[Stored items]
use async_trait::async_trait;
use sqlx::postgres::PgRow;
use sqlx::{PgPool, Postgres, Row, Transaction};
use uuid::Uuid;

use super::store::{check_transition, JobStore, StoreError, RECENT_FAILURES};
use crate::models::job::{ItemUpdate, Job, JobStatus, JobSummary, NewWorkItem, WorkItem};

const JOB_COLUMNS: &str = "id, status, batch_size, is_repair, total_items, succeeded_items, \
     failed_items, skipped_items, created_at, started_at, completed_at, error_message";

const ITEM_COLUMNS: &str = "id, job_id, customer_id, group_id, campaign_id, campaign_name, \
     variant_name, status, result_resource, error, processed_at";

/// Postgres-backed job store.
#[derive(Clone)]
pub struct PgJobStore {
    pool: PgPool,
}

impl PgJobStore {
    pub fn new(pool: PgPool) -> Self {
        Self { pool }
    }

    pub fn pool(&self) -> &PgPool {
        &self.pool
    }
}

fn job_from_row(row: &PgRow) -> Result<Job, StoreError> {
    let status: String = row.try_get("status")?;
    Ok(Job {
        id: row.try_get("id")?,
        status: status
            .parse()
            .map_err(|_| StoreError::Corrupt(format!("job status '{status}'")))?,
        batch_size: row.try_get("batch_size")?,
        is_repair: row.try_get("is_repair")?,
        total_items: row.try_get("total_items")?,
        succeeded_items: row.try_get("succeeded_items")?,
        failed_items: row.try_get("failed_items")?,
        skipped_items: row.try_get("skipped_items")?,
        created_at: row.try_get("created_at")?,
        started_at: row.try_get("started_at")?,
        completed_at: row.try_get("completed_at")?,
        error_message: row.try_get("error_message")?,
    })
}

fn item_from_row(row: &PgRow) -> Result<WorkItem, StoreError> {
    let status: String = row.try_get("status")?;
    Ok(WorkItem {
        id: row.try_get("id")?,
        job_id: row.try_get("job_id")?,
        customer_id: row.try_get("customer_id")?,
        group_id: row.try_get("group_id")?,
        campaign_id: row.try_get("campaign_id")?,
        campaign_name: row.try_get("campaign_name")?,
        variant_name: row.try_get("variant_name")?,
        status: status
            .parse()
            .map_err(|_| StoreError::Corrupt(format!("item status '{status}'")))?,
        result_resource: row.try_get("result_resource")?,
        error: row.try_get("error")?,
        processed_at: row.try_get("processed_at")?,
    })
}

/// Recompute the job's counters from its item rows.
async fn recount(tx: &mut Transaction<'_, Postgres>, job_id: Uuid) -> Result<(), StoreError> {
    sqlx::query(
        r#"
        UPDATE jobs SET
            total_items = c.total,
            succeeded_items = c.succeeded,
            failed_items = c.failed,
            skipped_items = c.skipped
        FROM (
            SELECT
                COUNT(*) AS total,
                COUNT(*) FILTER (WHERE status = 'successful') AS succeeded,
                COUNT(*) FILTER (WHERE status = 'failed') AS failed,
                COUNT(*) FILTER (WHERE status = 'skipped') AS skipped
            FROM work_items
            WHERE job_id = $1
        ) AS c
        WHERE jobs.id = $1
        "#,
    )
    .bind(job_id)
    .execute(&mut **tx)
    .await?;
    Ok(())
}

#[async_trait]
impl JobStore for PgJobStore {
    async fn create_job(
        &self,
        items: &[NewWorkItem],
        batch_size: i32,
        is_repair: bool,
    ) -> Result<Job, StoreError> {
        let job_id = Uuid::new_v4();
        let mut tx = self.pool.begin().await?;

        sqlx::query("INSERT INTO jobs (id, status, batch_size, is_repair) VALUES ($1, 'pending', $2, $3)")
            .bind(job_id)
            .bind(batch_size)
            .bind(is_repair)
            .execute(&mut *tx)
            .await?;

        // Insert in slices to stay well under the bind parameter limit.
        for chunk in items.chunks(5000) {
            let customers: Vec<&str> = chunk.iter().map(|i| i.customer_id.as_str()).collect();
            let groups: Vec<&str> = chunk.iter().map(|i| i.group_id.as_str()).collect();
            let campaign_ids: Vec<Option<&str>> = chunk.iter().map(|i| i.campaign_id.as_deref()).collect();
            let campaign_names: Vec<Option<&str>> =
                chunk.iter().map(|i| i.campaign_name.as_deref()).collect();
            let variants: Vec<&str> = chunk.iter().map(|i| i.variant_name.as_str()).collect();

            sqlx::query(
                r#"
                INSERT INTO work_items (job_id, customer_id, group_id, campaign_id, campaign_name, variant_name)
                SELECT $1, * FROM UNNEST($2::text[], $3::text[], $4::text[], $5::text[], $6::text[])
                "#,
            )
            .bind(job_id)
            .bind(&customers)
            .bind(&groups)
            .bind(&campaign_ids)
            .bind(&campaign_names)
            .bind(&variants)
            .execute(&mut *tx)
            .await?;
        }

        recount(&mut tx, job_id).await?;
        let row = sqlx::query(&format!("SELECT {JOB_COLUMNS} FROM jobs WHERE id = $1"))
            .bind(job_id)
            .fetch_one(&mut *tx)
            .await?;
        tx.commit().await?;

        job_from_row(&row)
    }

    async fn get_job(&self, job_id: Uuid) -> Result<Job, StoreError> {
        let row = sqlx::query(&format!("SELECT {JOB_COLUMNS} FROM jobs WHERE id = $1"))
            .bind(job_id)
            .fetch_optional(&self.pool)
            .await?
            .ok_or(StoreError::NotFound(job_id))?;
        job_from_row(&row)
    }

    async fn get_job_status(&self, job_id: Uuid) -> Result<JobSummary, StoreError> {
        let job = self.get_job(job_id).await?;
        let rows = sqlx::query(&format!(
            "SELECT {ITEM_COLUMNS} FROM work_items \
             WHERE job_id = $1 AND status = 'failed' \
             ORDER BY processed_at DESC NULLS LAST, id DESC LIMIT $2"
        ))
        .bind(job_id)
        .bind(RECENT_FAILURES)
        .fetch_all(&self.pool)
        .await?;

        Ok(JobSummary {
            pending_items: job.pending_items(),
            job,
            recent_failures: rows.iter().map(item_from_row).collect::<Result<_, _>>()?,
        })
    }

    async fn get_pending_items(&self, job_id: Uuid) -> Result<Vec<WorkItem>, StoreError> {
        // distinguishes "no such job" from "nothing left"
        self.get_job(job_id).await?;
        let rows = sqlx::query(&format!(
            "SELECT {ITEM_COLUMNS} FROM work_items WHERE job_id = $1 AND status = 'pending' ORDER BY id"
        ))
        .bind(job_id)
        .fetch_all(&self.pool)
        .await?;
        rows.iter().map(item_from_row).collect()
    }

    async fn batch_update_items(&self, job_id: Uuid, updates: &[ItemUpdate]) -> Result<u64, StoreError> {
        let terminal: Vec<&ItemUpdate> = updates.iter().filter(|u| u.status.is_terminal()).collect();
        let ids: Vec<i64> = terminal.iter().map(|u| u.item_id).collect();
        let statuses: Vec<&str> = terminal.iter().map(|u| u.status.as_ref()).collect();
        let resources: Vec<Option<&str>> = terminal.iter().map(|u| u.result_resource.as_deref()).collect();
        let errors: Vec<Option<&str>> = terminal.iter().map(|u| u.error.as_deref()).collect();

        let mut tx = self.pool.begin().await?;
        let result = sqlx::query(
            r#"
            UPDATE work_items AS w SET
                status = u.status,
                result_resource = u.result_resource,
                error = u.error,
                processed_at = NOW()
            FROM UNNEST($2::bigint[], $3::text[], $4::text[], $5::text[])
                AS u(id, status, result_resource, error)
            WHERE w.id = u.id AND w.job_id = $1 AND w.status = 'pending'
            "#,
        )
        .bind(job_id)
        .bind(&ids)
        .bind(&statuses)
        .bind(&resources)
        .bind(&errors)
        .execute(&mut *tx)
        .await?;

        recount(&mut tx, job_id).await?;
        tx.commit().await?;
        Ok(result.rows_affected())
    }

    async fn update_job_status(
        &self,
        job_id: Uuid,
        status: JobStatus,
        error_message: Option<&str>,
    ) -> Result<Job, StoreError> {
        let mut tx = self.pool.begin().await?;
        let current: String = sqlx::query("SELECT status FROM jobs WHERE id = $1 FOR UPDATE")
            .bind(job_id)
            .fetch_optional(&mut *tx)
            .await?
            .ok_or(StoreError::NotFound(job_id))?
            .try_get("status")?;
        let current: JobStatus = current
            .parse()
            .map_err(|_| StoreError::Corrupt(format!("job status '{current}'")))?;
        check_transition(current, status)?;

        let row = sqlx::query(&format!(
            r#"
            UPDATE jobs
            SET status = $1,
                started_at = CASE WHEN $1 = 'running' THEN NOW() ELSE started_at END,
                completed_at = CASE WHEN $1 IN ('completed', 'failed') THEN NOW() ELSE completed_at END,
                error_message = CASE
                    WHEN $2::text IS NOT NULL THEN $2
                    WHEN $1 = 'running' THEN NULL
                    ELSE error_message
                END
            WHERE id = $3
            RETURNING {JOB_COLUMNS}
            "#
        ))
        .bind(status.as_ref())
        .bind(error_message)
        .bind(job_id)
        .fetch_one(&mut *tx)
        .await?;
        tx.commit().await?;

        job_from_row(&row)
    }

    async fn list_jobs(&self, limit: i64) -> Result<Vec<Job>, StoreError> {
        let rows = sqlx::query(&format!(
            "SELECT {JOB_COLUMNS} FROM jobs ORDER BY created_at DESC LIMIT $1"
        ))
        .bind(limit)
        .fetch_all(&self.pool)
        .await?;
        rows.iter().map(job_from_row).collect()
    }

    async fn next_runnable_job(&self) -> Result<Option<Job>, StoreError> {
        let row = sqlx::query(&format!(
            "SELECT {JOB_COLUMNS} FROM jobs WHERE status = 'pending' ORDER BY created_at LIMIT 1"
        ))
        .fetch_optional(&self.pool)
        .await?;
        row.as_ref().map(job_from_row).transpose()
    }

    async fn delete_job(&self, job_id: Uuid) -> Result<(), StoreError> {
        let result = sqlx::query("DELETE FROM jobs WHERE id = $1")
            .bind(job_id)
            .execute(&self.pool)
            .await?;
        if result.rows_affected() == 0 {
            return Err(StoreError::NotFound(job_id));
        }
        Ok(())
    }
}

#### Task goal
Your answer should hold exactly the lines from the one containing "let current: JobStatus = current" through the end of the entries above, and nothing else.

#### Response to this exercise
        let current: JobStatus = current
            .parse()
            .map_err(|_| StoreError::Corrupt(format!("job status '{current}'")))?;
        check_transition(current, status)?;

        let row = sqlx::query(&format!(
            r#"
            UPDATE jobs
            SET status = $1,
                started_at = CASE WHEN $1 = 'running' THEN NOW() ELSE started_at END,
                completed_at = CASE WHEN $1 IN ('completed', 'failed') THEN NOW() ELSE completed_at END,
                error_message = CASE
                    WHEN $2::text IS NOT NULL THEN $2
                    WHEN $1 = 'running' THEN NULL
                    ELSE error_message
                END
            WHERE id = $3
            RETURNING {JOB_COLUMNS}
            "#
        ))
        .bind(status.as_ref())
        .bind(error_message)
        .bind(job_id)
        .fetch_one(&mut *tx)
        .await?;
        tx.commit().await?;

        job_from_row(&row)
    }

    async fn list_jobs(&self, limit: i64) -> Result<Vec<Job>, StoreError> {
        let rows = sqlx::query(&format!(
            "SELECT {JOB_COLUMNS} FROM jobs ORDER BY created_at DESC LIMIT $1"
        ))
        .bind(limit)
        .fetch_all(&self.pool)
        .await?;
        rows.iter().map(job_from_row).collect()
    }

    async fn next_runnable_job(&self) -> Result<Option<Job>, StoreError> {
        let row = sqlx::query(&format!(
            "SELECT {JOB_COLUMNS} FROM jobs WHERE status = 'pending' ORDER BY created_at LIMIT 1"
        ))
        .fetch_optional(&self.pool)
        .await?;
        row.as_ref().map(job_from_row).transpose()
    }

    async fn delete_job(&self, job_id: Uuid) -> Result<(), StoreError> {
        let result = sqlx::query("DELETE FROM jobs WHERE id = $1")
            .bind(job_id)
            .execute(&self.pool)
            .await?;
        if result.rows_affected() == 0 {
            return Err(StoreError::NotFound(job_id));
        }
        Ok(())
    }
}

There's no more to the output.